I want to talk to you in this Leading Thoughts about your leadership diet, and I want to be very practical.

In the same way that elite athletes must feed themselves differently from non-athletes in order to perform well, leaders must feed for success too. They have to be intentional about what I call their “leadership diet.” By this phrase, I mean what they take into their minds and hearts that becomes the fuel of their leadership performance.

Take a moment and think back over your previous seven days. Think about what you’ve read, what you’ve watched, the podcasts you’ve listened to, and even the themes of the conversations you’ve had. Now, tally up the approximate time you’ve given to each of these. Then, consider them from the standpoint of their deposit in your mind and heart. In other words, if all that you’ve exposed yourself to plants seeds in the soil of your life, what kind of seed is it? What will the harvest be?

If in the last week you’ve spent 15 hours watching contentious and dispiriting political fights on TV, a couple of hours involved in “things sure are horrible” conversations, half an hour listening to a business podcast and maybe that much again on your devotional reading, then your “leadership diet” is imbalanced. It’s not helping you lead. If you spent a dozen hours watching a Netflix series about murder, five hours reading a novel about sex games, and then you caught a few brief motivational blogs in your spare time, your diet isn’t making you a leadership champion.

Now, don’t misunderstand me. Movies are fine. A good Netflix series won’t hurt you. And sex? Well, I’m all for it. The problem isn’t the presence of any of these in your life. The problem is proportion and intentionality.

A good leader feeds himself for leadership success. He makes sure the majority of his viewing, reading, and listening time is making the right deposit in his life. A good leader takes control of her “feeding” spiritually and intellectually just as intentionally as she takes control of other areas of her life in order to succeed.

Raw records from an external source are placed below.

impl FeedbackLearningEngine {
    pub fn new(
        store: Arc<dyn FeedbackStore>,
        clock: Arc<dyn TimeProvider>,
        settings: LearningSettings,
    ) -> Self {
        Self {
            store,
            clock,
            settings,
        }
    }

    pub fn settings(&self) -> &LearningSettings {
        &self.settings
    }

    /// Aggregates ratings created within the last `window_days`.
    pub async fn analyze_trends(&self, window_days: i64) -> Result<TrendReport> {
        let cutoff = self.clock.now() - Duration::days(window_days);
        let records = self.store.feedback(Some(cutoff)).await?;
        debug!("{} ratings in the last {} days", records.len(), window_days);

        let total = records.len();
        let sum: u64 = records.iter().map(|r| u64::from(r.rating)).sum();
        let overall = RatingStats {
            avg_rating: if total == 0 { 0.0 } else { sum as f64 / total as f64 },
            total_feedback: total,
            positive_count: records
                .iter()
                .filter(|r| r.rating >= self.settings.success_threshold)
                .count(),
            negative_count: records
                .iter()
                .filter(|r| r.rating <= self.settings.failure_threshold)
                .count(),
        };

        Ok(TrendReport {
            window_days,
            overall,
            by_language: group_by(&records, |r| r.language.clone()),
            by_model: group_by(&records, |r| {
                r.model_used.clone().unwrap_or_else(|| "unknown".to_string())
            }),
        })
    }

    /// Picks rated outputs on one side of `threshold` over all feedback.
    ///
    /// Successful candidates (rating >= threshold) come highest rating first,
    /// failed ones (rating <= threshold) lowest first. Ties keep store order.
    pub async fn extract_patterns(
        &self,
        threshold: u8,
        direction: PatternType,
    ) -> Result<Vec<PatternCandidate>> {
        let mut records: Vec<FeedbackRecord> = self
            .store
            .feedback(None)
            .await?
            .into_iter()
            .filter(|r| match direction {
                PatternType::Successful => r.rating >= threshold,
                PatternType::Failed => r.rating <= threshold,
            })
            .collect();

        match direction {
            PatternType::Successful => records.sort_by(|a, b| b.rating.cmp(&a.rating)),
            PatternType::Failed => records.sort_by(|a, b| a.rating.cmp(&b.rating)),
        }

        Ok(records
            .into_iter()
            .take(self.settings.candidate_limit)
            .map(|r| PatternCandidate {
                feedback_id: r.id,
                code_snippet: truncate_chars(&r.code_snippet, self.settings.snippet_chars),
                language: r.language,
                prompt_text: r.prompt_text,
                rating: r.rating,
                comments: r.comments,
                model_used: r.model_used,
            })
            .collect())
    }

    /// Folds current candidates into the pattern store as one batch.
    ///
    /// Successful candidates merge into the first successful row of their
    /// language (creating it if needed); a row created earlier in the same
    /// batch counts as existing. Failed candidates always become new rows.
    pub async fn update_learning_patterns(&self) -> Result<UpdateSummary> {
        info!("Updating learning patterns");
        let now = self.clock.now();
        let successful = self
            .extract_patterns(self.settings.success_threshold, PatternType::Successful)
            .await?;
        let failed = self
            .extract_patterns(self.settings.failure_threshold, PatternType::Failed)
            .await?;

        let existing = self.store.patterns(None, Some(PatternType::Successful)).await?;
        let mut pending: Vec<PendingSuccess> = Vec::new();
        let mut by_language: HashMap<String, usize> = HashMap::new();

        for candidate in &successful {
            if let Some(&index) = by_language.get(&candidate.language) {
                let entry = &mut pending[index].pattern;
                entry.occurrence_count += 1;
                entry.confidence_score =
                    (entry.confidence_score + self.settings.confidence_step).min(1.0);
                entry.last_updated = now;
                continue;
            }

            let entry = match first_for_language(&existing, &candidate.language) {
                Some(row) => PendingSuccess {
                    existing_id: Some(row.id),
                    pattern: NewPattern {
                        language: row.language.clone(),
                        pattern_type: PatternType::Successful,
                        description: row.description.clone(),
                        prompt_keywords: row.prompt_keywords.clone(),
                        code_snippet: row.code_snippet.clone(),
                        avg_rating: row.avg_rating,
                        occurrence_count: row.occurrence_count + 1,
                        confidence_score: (row.confidence_score + self.settings.confidence_step)
                            .min(1.0),
                        last_updated: now,
                    },
                },
                None => PendingSuccess {
                    existing_id: None,
                    pattern: NewPattern {
                        language: candidate.language.clone(),
                        pattern_type: PatternType::Successful,
                        description: format!("High-rated {} code pattern", candidate.language),
                        prompt_keywords: truncate_chars(
                            &candidate.prompt_text,
                            self.settings.keyword_chars,
                        ),
                        code_snippet: candidate.code_snippet.clone(),
                        avg_rating: f64::from(candidate.rating),
                        occurrence_count: 1,
                        confidence_score: self.settings.success_confidence,
                        last_updated: now,
                    },
                },
            };
            by_language.insert(candidate.language.clone(), pending.len());
            pending.push(entry);
        }

        let mut summary = UpdateSummary {
            successful_candidates: successful.len(),
            failed_candidates: failed.len(),
            ..UpdateSummary::default()
        };
        let mut changes = Vec::with_capacity(pending.len() + failed.len());
        for entry in pending {
            match entry.existing_id {
                Some(id) => {
                    summary.updated += 1;
                    changes.push(PatternChange::Update {
                        id,
                        occurrence_count: entry.pattern.occurrence_count,
                        confidence_score: entry.pattern.confidence_score,
                        last_updated: entry.pattern.last_updated,
                    });
                }
                None => {
                    summary.inserted += 1;
                    changes.push(PatternChange::Insert(entry.pattern));
                }
            }
        }

        for candidate in &failed {
            let comment = candidate
                .comments
                .as_deref()
                .filter(|c| !c.trim().is_empty())
                .unwrap_or("No comment");
            summary.inserted += 1;
            changes.push(PatternChange::Insert(NewPattern {
                language: candidate.language.clone(),
                pattern_type: PatternType::Failed,
                description: format!(
                    "Low-rated pattern: {}",
                    truncate_chars(comment, self.settings.comment_chars)
                ),
                prompt_keywords: truncate_chars(&candidate.prompt_text, self.settings.keyword_chars),
                code_snippet: candidate.code_snippet.clone(),
                avg_rating: f64::from(candidate.rating),
                occurrence_count: 1,
                confidence_score: self.settings.failure_confidence,
                last_updated: now,
            }));
        }

        self.store.commit_patterns(changes).await?;
        info!(
            "Updated learning patterns: {} successful, {} problematic",
            summary.successful_candidates, summary.failed_candidates
        );
        Ok(summary)
    }

    /// Hints for generating code in `language`.
    pub async fn get_suggestions(&self, language: &str) -> Result<Vec<String>> {
        let patterns = self.store.patterns(Some(language), None).await?;
        Ok(self.settings.ranker().rank(&patterns))
    }

    pub async fn get_performance_report(&self) -> Result<PerformanceReport> {
        let trends = self.analyze_trends(self.settings.report_window_days).await?;
        let needs_improvement = trends
            .by_language
            .iter()
            .filter(|s| {
                s.avg_rating < self.settings.improvement_rating
                    && s.count > self.settings.improvement_min_count
            })
            .cloned()
            .collect();

        Ok(PerformanceReport {
            trends,
            needs_improvement,
            total_patterns_learned: self.store.count_patterns().await?,
            generated_at: self.clock.now(),
        })
    }

    /// Trends, then pattern maintenance, then a fresh report.
    pub async fn run_learning_cycle(&self) -> Result<LearningCycleReport> {
        info!("Starting feedback learning cycle");
        let trends = self.analyze_trends(self.settings.report_window_days).await?;
        info!(
            "Average rating {:.2}/5.0 over {} ratings ({} positive, {} negative)",
            trends.overall.avg_rating,
            trends.overall.total_feedback,
            trends.overall.positive_count,
            trends.overall.negative_count
        );

        let update = self.update_learning_patterns().await?;
        let performance = self.get_performance_report().await?;
        info!(
            "Learning cycle complete: {} patterns learned",
            performance.total_patterns_learned
        );

        Ok(LearningCycleReport {
            trends,
            update,
            performance,
        })
    }
}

You don’t need 15 hours a week of screamfests on MSNBC, FOX, or CNN. How about half an hour a day getting your news and then you watch some TED talks that will help you in all areas of life? How about upping your podcast time to five hours a week and making those podcasts inspirational and fascinating? How about turning chats with your friends toward, “Tell me, what app, or discipline, or business practice is making the biggest difference in your life?” And why can’t every other book you read for fun make you a better leader because it’s a classic or it’s an exploration of some field of knowledge that is new to you? It’s the same with movies. Apollo 13 can teach you how to lead. Nightmare on Elm Street, not so much!

I’m not trying to be a killjoy. Watch the goofy movie just for fun. Yuk it up with your friends. Read the murder mystery just to kill time on that flight. And, yes, read a good book on sex with your spouse and then, you know, enjoy!

Just don’t let our screen-driven, entertainment-oriented world fill your mind and heart with junk. Tame your time. Harness the power of your media. Be intentional about your mental and spiritual harvest.